Data provided: Begin

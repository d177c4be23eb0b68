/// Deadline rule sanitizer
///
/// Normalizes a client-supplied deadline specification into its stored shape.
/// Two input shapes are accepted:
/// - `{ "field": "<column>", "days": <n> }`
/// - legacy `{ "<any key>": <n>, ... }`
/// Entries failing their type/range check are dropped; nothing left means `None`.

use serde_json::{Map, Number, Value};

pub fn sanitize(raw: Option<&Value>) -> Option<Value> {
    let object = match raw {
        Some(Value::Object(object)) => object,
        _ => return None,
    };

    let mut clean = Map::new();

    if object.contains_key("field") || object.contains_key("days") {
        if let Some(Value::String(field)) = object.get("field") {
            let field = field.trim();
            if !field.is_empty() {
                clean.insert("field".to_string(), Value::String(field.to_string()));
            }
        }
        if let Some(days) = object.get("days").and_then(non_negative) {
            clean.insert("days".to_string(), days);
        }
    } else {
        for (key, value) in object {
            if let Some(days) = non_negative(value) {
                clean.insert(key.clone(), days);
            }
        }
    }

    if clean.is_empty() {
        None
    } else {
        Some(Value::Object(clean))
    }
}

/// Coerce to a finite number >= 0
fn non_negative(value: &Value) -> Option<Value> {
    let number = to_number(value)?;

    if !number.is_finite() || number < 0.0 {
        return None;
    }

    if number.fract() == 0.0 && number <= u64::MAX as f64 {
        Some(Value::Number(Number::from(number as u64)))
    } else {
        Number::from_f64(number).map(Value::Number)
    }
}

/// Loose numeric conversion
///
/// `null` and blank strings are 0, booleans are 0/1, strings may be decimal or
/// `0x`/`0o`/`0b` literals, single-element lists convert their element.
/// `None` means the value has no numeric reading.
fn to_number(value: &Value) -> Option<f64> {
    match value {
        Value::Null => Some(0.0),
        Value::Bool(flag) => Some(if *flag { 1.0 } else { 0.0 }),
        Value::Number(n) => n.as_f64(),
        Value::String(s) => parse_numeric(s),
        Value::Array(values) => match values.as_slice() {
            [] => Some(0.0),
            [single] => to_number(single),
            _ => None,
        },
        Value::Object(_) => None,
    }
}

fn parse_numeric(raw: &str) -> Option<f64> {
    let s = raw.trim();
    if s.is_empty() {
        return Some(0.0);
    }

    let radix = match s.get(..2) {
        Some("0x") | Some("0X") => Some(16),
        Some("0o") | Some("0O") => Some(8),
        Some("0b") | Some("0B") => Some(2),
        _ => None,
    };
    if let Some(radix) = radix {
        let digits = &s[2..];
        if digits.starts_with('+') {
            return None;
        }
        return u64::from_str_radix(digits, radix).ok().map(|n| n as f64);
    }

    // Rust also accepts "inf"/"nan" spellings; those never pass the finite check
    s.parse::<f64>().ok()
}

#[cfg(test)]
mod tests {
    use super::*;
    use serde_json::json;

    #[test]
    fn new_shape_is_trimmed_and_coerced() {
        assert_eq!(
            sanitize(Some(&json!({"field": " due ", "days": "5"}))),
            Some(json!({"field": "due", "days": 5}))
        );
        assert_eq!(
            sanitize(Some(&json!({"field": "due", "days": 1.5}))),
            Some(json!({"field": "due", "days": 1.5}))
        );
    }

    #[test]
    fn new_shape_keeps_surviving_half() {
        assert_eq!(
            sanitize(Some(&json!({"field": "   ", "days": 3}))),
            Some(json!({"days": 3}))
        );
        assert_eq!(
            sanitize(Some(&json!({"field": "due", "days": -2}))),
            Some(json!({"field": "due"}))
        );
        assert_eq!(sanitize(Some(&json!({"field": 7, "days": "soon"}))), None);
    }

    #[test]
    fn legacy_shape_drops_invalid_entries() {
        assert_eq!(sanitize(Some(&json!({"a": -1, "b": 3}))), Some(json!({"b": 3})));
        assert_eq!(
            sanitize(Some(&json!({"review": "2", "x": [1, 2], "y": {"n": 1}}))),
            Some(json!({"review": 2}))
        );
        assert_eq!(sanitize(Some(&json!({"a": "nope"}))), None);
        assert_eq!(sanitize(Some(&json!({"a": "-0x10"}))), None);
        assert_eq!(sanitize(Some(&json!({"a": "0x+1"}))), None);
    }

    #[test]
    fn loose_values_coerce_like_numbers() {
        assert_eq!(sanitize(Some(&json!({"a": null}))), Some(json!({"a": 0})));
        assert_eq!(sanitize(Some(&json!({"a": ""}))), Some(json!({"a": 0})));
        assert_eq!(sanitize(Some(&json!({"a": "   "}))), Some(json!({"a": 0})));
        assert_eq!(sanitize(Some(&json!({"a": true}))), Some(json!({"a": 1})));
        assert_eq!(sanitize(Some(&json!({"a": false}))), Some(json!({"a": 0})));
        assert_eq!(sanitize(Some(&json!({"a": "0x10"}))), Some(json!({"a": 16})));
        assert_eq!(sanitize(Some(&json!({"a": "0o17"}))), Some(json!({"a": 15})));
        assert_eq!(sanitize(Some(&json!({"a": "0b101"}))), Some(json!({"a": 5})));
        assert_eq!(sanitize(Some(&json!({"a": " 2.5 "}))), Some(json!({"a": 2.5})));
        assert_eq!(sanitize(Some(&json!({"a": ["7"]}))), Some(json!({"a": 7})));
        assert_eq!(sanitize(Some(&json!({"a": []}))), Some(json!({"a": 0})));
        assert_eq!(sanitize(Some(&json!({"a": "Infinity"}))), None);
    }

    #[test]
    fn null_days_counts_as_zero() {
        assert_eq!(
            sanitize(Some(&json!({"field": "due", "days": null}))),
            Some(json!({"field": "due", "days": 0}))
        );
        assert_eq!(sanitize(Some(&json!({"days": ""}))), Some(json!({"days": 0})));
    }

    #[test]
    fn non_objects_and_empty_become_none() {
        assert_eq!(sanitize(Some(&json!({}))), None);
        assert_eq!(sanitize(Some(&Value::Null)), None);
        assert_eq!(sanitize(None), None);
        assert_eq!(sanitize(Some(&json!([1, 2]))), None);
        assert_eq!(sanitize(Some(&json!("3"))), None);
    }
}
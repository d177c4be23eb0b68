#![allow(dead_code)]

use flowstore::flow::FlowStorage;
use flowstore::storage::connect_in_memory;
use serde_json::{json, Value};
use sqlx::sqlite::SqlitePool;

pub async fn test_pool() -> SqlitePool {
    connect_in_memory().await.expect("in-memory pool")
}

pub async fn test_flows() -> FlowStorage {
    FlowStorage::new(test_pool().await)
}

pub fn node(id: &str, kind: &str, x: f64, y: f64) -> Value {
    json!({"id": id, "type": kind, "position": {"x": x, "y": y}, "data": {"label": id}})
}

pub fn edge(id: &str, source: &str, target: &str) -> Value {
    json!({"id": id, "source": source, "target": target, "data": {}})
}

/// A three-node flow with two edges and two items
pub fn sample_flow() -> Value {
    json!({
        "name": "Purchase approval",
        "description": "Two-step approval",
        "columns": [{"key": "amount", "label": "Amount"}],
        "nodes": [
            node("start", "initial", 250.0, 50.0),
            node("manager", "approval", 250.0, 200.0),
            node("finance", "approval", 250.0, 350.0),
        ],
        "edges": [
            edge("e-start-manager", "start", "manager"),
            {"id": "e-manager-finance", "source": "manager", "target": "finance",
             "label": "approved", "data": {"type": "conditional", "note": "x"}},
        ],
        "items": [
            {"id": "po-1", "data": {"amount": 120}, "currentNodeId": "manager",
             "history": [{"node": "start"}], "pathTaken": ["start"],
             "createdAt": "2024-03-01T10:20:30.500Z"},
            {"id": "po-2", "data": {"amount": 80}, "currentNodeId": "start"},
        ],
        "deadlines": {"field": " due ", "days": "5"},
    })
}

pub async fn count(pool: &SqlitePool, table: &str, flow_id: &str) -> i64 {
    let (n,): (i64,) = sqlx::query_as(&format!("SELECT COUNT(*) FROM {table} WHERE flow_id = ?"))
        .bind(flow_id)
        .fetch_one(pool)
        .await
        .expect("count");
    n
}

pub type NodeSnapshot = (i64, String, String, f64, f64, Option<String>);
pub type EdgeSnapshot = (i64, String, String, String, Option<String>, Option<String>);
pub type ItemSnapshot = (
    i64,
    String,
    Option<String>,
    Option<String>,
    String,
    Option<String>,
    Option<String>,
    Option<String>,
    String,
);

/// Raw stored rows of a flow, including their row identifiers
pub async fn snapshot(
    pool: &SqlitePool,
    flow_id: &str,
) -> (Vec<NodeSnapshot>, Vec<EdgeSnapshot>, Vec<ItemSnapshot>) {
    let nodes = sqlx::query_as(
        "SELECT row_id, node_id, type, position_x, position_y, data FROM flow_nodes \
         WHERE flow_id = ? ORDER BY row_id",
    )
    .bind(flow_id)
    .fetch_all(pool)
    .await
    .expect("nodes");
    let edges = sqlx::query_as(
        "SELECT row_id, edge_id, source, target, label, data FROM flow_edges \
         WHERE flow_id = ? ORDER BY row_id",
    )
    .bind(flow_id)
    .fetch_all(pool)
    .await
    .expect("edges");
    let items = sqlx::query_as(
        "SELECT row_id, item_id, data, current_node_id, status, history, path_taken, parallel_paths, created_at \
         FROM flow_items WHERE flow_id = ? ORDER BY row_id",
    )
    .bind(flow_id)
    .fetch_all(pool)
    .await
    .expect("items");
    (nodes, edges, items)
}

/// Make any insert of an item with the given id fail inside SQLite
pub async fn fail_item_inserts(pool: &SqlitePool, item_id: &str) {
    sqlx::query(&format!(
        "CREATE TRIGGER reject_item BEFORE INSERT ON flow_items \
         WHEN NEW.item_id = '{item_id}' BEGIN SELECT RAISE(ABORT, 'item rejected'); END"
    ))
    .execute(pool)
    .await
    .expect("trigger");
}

Data provided: End

Search the data above and return each line in which "review" occurs.

            sanitize(Some(&json!({"review": "2", "x": [1, 2], "y": {"n": 1}}))),
            Some(json!({"review": 2}))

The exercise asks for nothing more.